Listed Building – Grade II
- Official name: Trewyn Farmhouse
- Designated: 29 January 1998
- Reference no.: 19248

= Trewyn Farm barn, Llanvihangel Crucorney =

The barn at Trewyn Farm, Llanvihangel Crucorney, Monmouthshire is part of a complex of farm buildings dating from the late 16th century. The barn has a Grade II* listing, with the Old farmhouse at Trewyn Farm and Trewyn Farmhouse having separate Grade II listings.
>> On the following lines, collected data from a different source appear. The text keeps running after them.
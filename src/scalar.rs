//! The [`Scalar`] capability trait for writing AD-generic numeric code.
//!
//! Functions written as `fn f<T: Scalar>(x: T) -> T` work transparently with plain
//! `f64`, `Dual<f64>`, and the tape-recording `Active<f64>`. The log-density
//! kernel, the Cholesky factorizations and [`log_mvgamma`](crate::log_mvgamma)
//! are written once against this trait and run both for direct evaluation and
//! for recording.

use std::fmt::{Debug, Display};
use std::ops::{Add, AddAssign, Div, DivAssign, Mul, MulAssign, Neg, Sub, SubAssign};

use crate::active::Active;
use crate::bytecode_tape::TapeThreadLocal;
use crate::dual::Dual;
use crate::float::{Float, IsAllZero};

/// The central trait for AD-generic numeric code.
///
/// Provides arithmetic, comparison (on the primal value), and the handful of
/// elementary functions the Gaussian kernel needs.
pub trait Scalar:
    Copy
    + Default
    + Debug
    + Display
    + PartialEq
    + PartialOrd
    + Add<Output = Self>
    + Sub<Output = Self>
    + Mul<Output = Self>
    + Div<Output = Self>
    + Neg<Output = Self>
    + AddAssign
    + SubAssign
    + MulAssign
    + DivAssign
    + 'static
{
    /// The underlying primitive float type.
    type Float: Float;

    /// Lift a plain float to this scalar (constant, zero derivative).
    fn from_f(val: Self::Float) -> Self;

    /// Extract the primal value.
    fn value(&self) -> Self::Float;

    /// Lift an `f64` literal (constant).
    fn lit(val: f64) -> Self;

    fn sqrt(self) -> Self;
    fn exp(self) -> Self;
    fn ln(self) -> Self;
    fn abs(self) -> Self;
    fn recip(self) -> Self;
    /// Natural log of the absolute value of the gamma function.
    fn lgamma(self) -> Self;
}

/// Scalars the opcode evaluators can run on: the primal floats and the
/// tangent-carrying [`Dual`] used by the second-order sweeps.
///
/// Adds the derivatives of `lgamma` that the reverse partials need.
pub trait Real: Scalar + IsAllZero {
    fn digamma(self) -> Self;
    fn trigamma(self) -> Self;
    fn signum(self) -> Self;
}

macro_rules! impl_primitive_scalar {
    ($f:ty, $lgamma:path) => {
        impl Scalar for $f {
            type Float = $f;

            #[inline]
            fn from_f(val: $f) -> Self {
                val
            }

            #[inline]
            fn value(&self) -> $f {
                *self
            }

            #[inline]
            fn lit(val: f64) -> Self {
                val as $f
            }

            #[inline]
            fn sqrt(self) -> Self {
                <$f>::sqrt(self)
            }

            #[inline]
            fn exp(self) -> Self {
                <$f>::exp(self)
            }

            #[inline]
            fn ln(self) -> Self {
                <$f>::ln(self)
            }

            #[inline]
            fn abs(self) -> Self {
                <$f>::abs(self)
            }

            #[inline]
            fn recip(self) -> Self {
                <$f>::recip(self)
            }

            #[inline]
            fn lgamma(self) -> Self {
                $lgamma(self)
            }
        }

        impl Real for $f {
            #[inline]
            fn digamma(self) -> Self {
                Float::polygamma(self, 0)
            }

            #[inline]
            fn trigamma(self) -> Self {
                Float::polygamma(self, 1)
            }

            #[inline]
            fn signum(self) -> Self {
                <$f>::signum(self)
            }
        }
    };
}

impl_primitive_scalar!(f32, libm::lgammaf);
impl_primitive_scalar!(f64, libm::lgamma);

impl<F: Float> Scalar for Dual<F> {
    type Float = F;

    #[inline]
    fn from_f(val: F) -> Self {
        Dual::constant(val)
    }

    #[inline]
    fn value(&self) -> F {
        self.re
    }

    #[inline]
    fn lit(val: f64) -> Self {
        Dual::constant(F::lit(val))
    }

    #[inline]
    fn sqrt(self) -> Self {
        Dual::sqrt(self)
    }

    #[inline]
    fn exp(self) -> Self {
        Dual::exp(self)
    }

    #[inline]
    fn ln(self) -> Self {
        Dual::ln(self)
    }

    #[inline]
    fn abs(self) -> Self {
        Dual::abs(self)
    }

    #[inline]
    fn recip(self) -> Self {
        Dual::recip(self)
    }

    #[inline]
    fn lgamma(self) -> Self {
        Dual::lgamma(self)
    }
}

impl<F: Float> Real for Dual<F> {
    #[inline]
    fn digamma(self) -> Self {
        Dual::digamma(self)
    }

    #[inline]
    fn trigamma(self) -> Self {
        Dual::trigamma(self)
    }

    #[inline]
    fn signum(self) -> Self {
        Dual::constant(num_traits::Float::signum(self.re))
    }
}

impl<F: Float + TapeThreadLocal> Scalar for Active<F> {
    type Float = F;

    #[inline]
    fn from_f(val: F) -> Self {
        Active::constant(val)
    }

    #[inline]
    fn value(&self) -> F {
        self.value
    }

    #[inline]
    fn lit(val: f64) -> Self {
        Active::constant(F::lit(val))
    }

    #[inline]
    fn sqrt(self) -> Self {
        Active::sqrt(self)
    }

    #[inline]
    fn exp(self) -> Self {
        Active::exp(self)
    }

    #[inline]
    fn ln(self) -> Self {
        Active::ln(self)
    }

    #[inline]
    fn abs(self) -> Self {
        Active::abs(self)
    }

    #[inline]
    fn recip(self) -> Self {
        Active::recip(self)
    }

    #[inline]
    fn lgamma(self) -> Self {
        Active::lgamma(self)
    }
}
==History and description==
The old farmhouse at Trewyn is an early 16th century hall house. Refurbished in the 19th century, it is largely unaltered since that date and is constructed of Old Red Sandstone rubble. The interior roof timbers are heavily smoke-blackened, indicating the presence of an open hearth at the time of its original construction. In the late 17th century, possibly as late as 1700, the new farmhouse was built across the farmyard. Reconstructed in the Victorian era, the building is of three storeys and of cement rendered sandstone rubble. Both the old and the new farmhouses have Grade II listings. The barn is, architecturally, the most important element of the farmstead which is reflected in its Grade II* listing. Dating originally from the 16th century, it was extended in the 17th. It has four cruck trusses although the present roof is of corrugated iron dating from the 20th century. Cadw describes it as "an unusually good cruck barn".